Prompt: Count lines holding the string "DifferentiableFunction" in the data that follows. Reply with one number only.

Data supplied:

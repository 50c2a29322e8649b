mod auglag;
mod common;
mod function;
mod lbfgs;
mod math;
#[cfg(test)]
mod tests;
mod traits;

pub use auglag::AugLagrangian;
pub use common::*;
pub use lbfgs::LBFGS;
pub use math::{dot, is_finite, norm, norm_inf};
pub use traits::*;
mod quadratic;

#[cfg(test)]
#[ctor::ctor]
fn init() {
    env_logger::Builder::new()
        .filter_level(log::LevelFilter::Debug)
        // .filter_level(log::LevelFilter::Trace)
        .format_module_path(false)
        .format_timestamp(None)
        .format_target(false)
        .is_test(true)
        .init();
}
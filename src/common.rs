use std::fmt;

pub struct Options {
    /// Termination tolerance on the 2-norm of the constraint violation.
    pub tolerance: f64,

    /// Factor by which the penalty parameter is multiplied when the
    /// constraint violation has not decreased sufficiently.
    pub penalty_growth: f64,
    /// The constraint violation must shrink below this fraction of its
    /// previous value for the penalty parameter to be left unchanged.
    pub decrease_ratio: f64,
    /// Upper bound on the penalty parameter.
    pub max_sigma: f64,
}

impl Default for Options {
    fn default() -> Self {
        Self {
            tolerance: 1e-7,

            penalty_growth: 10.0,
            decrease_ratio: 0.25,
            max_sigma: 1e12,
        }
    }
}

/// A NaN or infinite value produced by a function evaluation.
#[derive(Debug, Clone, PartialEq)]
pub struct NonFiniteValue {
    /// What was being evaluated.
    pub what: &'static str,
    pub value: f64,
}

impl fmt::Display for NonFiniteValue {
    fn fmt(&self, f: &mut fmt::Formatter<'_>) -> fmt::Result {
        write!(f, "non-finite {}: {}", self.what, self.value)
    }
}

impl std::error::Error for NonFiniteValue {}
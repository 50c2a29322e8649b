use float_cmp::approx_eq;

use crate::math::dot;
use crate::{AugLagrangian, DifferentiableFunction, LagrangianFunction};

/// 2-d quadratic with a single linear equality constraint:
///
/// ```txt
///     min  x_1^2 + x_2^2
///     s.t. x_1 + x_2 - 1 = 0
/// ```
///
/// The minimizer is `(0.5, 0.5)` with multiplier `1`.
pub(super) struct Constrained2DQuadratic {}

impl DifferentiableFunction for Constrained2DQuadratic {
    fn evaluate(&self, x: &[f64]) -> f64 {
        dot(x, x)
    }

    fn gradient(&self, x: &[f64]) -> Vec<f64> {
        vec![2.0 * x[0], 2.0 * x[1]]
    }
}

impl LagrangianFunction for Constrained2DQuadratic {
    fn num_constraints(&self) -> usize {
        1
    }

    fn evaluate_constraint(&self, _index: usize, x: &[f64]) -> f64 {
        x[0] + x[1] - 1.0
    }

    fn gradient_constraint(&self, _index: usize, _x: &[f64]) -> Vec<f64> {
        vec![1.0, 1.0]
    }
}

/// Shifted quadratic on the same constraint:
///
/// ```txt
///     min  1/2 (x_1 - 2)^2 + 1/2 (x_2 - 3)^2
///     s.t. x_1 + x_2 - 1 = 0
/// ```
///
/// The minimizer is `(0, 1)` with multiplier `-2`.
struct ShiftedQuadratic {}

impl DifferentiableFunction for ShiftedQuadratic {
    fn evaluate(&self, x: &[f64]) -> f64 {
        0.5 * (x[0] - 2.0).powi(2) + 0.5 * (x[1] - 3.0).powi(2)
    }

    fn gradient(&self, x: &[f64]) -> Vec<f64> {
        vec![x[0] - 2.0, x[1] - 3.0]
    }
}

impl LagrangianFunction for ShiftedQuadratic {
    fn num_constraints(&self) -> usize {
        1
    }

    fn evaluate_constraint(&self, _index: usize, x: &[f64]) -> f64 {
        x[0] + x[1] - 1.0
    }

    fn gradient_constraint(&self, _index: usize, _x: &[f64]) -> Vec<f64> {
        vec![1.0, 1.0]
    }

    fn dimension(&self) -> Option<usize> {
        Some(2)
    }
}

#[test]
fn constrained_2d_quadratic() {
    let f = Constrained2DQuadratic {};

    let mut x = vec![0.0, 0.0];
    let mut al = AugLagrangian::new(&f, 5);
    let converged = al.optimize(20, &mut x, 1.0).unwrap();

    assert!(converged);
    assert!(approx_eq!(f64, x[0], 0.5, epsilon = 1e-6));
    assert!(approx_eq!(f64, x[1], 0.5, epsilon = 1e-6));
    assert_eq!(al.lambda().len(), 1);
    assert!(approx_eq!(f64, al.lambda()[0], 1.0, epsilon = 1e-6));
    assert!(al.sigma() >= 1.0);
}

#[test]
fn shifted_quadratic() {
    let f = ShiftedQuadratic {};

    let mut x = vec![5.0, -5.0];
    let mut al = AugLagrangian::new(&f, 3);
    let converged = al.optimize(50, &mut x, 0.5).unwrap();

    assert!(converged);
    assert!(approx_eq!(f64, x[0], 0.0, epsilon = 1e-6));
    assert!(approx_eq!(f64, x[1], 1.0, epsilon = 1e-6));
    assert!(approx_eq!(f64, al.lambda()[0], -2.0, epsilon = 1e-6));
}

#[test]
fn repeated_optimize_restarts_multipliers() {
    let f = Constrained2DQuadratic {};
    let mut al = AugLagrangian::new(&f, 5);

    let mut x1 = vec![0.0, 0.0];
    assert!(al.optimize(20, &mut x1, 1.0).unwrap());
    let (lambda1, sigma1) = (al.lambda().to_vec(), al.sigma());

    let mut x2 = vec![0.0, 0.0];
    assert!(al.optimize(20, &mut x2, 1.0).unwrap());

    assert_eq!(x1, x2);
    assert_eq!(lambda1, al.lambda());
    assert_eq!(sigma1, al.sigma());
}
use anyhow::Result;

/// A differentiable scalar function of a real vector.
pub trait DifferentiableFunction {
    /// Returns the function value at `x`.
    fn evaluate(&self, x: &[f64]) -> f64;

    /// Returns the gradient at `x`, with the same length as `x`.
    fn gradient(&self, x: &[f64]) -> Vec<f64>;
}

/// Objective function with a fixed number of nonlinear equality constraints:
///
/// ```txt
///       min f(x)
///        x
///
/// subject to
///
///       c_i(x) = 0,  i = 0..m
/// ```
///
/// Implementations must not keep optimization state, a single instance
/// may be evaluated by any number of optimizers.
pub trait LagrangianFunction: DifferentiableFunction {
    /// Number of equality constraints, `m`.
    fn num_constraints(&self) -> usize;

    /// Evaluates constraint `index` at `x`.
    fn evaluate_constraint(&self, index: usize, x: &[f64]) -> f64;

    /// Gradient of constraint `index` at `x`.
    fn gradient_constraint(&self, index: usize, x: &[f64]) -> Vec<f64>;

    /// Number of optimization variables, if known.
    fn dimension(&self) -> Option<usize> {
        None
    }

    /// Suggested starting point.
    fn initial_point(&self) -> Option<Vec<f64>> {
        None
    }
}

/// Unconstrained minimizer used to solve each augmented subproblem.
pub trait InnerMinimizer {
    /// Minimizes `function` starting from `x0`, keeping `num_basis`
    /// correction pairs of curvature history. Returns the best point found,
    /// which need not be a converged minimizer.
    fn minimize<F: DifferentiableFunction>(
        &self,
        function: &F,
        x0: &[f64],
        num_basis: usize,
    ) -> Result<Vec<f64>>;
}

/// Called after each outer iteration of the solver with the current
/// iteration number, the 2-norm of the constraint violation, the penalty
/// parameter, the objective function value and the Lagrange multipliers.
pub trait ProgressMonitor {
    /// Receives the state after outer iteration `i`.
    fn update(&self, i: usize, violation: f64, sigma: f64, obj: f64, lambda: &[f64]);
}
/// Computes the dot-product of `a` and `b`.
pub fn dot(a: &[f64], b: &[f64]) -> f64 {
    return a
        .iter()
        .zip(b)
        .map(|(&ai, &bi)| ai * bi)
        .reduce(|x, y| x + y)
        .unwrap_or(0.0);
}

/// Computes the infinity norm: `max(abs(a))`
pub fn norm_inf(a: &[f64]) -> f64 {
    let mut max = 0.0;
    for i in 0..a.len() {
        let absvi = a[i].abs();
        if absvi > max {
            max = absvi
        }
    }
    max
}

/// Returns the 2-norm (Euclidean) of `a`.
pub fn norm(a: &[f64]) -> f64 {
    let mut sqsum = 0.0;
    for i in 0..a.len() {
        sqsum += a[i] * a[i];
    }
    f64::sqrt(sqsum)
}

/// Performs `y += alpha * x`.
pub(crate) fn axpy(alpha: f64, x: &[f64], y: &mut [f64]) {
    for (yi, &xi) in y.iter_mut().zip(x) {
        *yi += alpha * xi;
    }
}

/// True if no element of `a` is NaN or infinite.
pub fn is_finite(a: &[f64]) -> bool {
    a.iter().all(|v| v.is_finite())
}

Response to this exercise: 6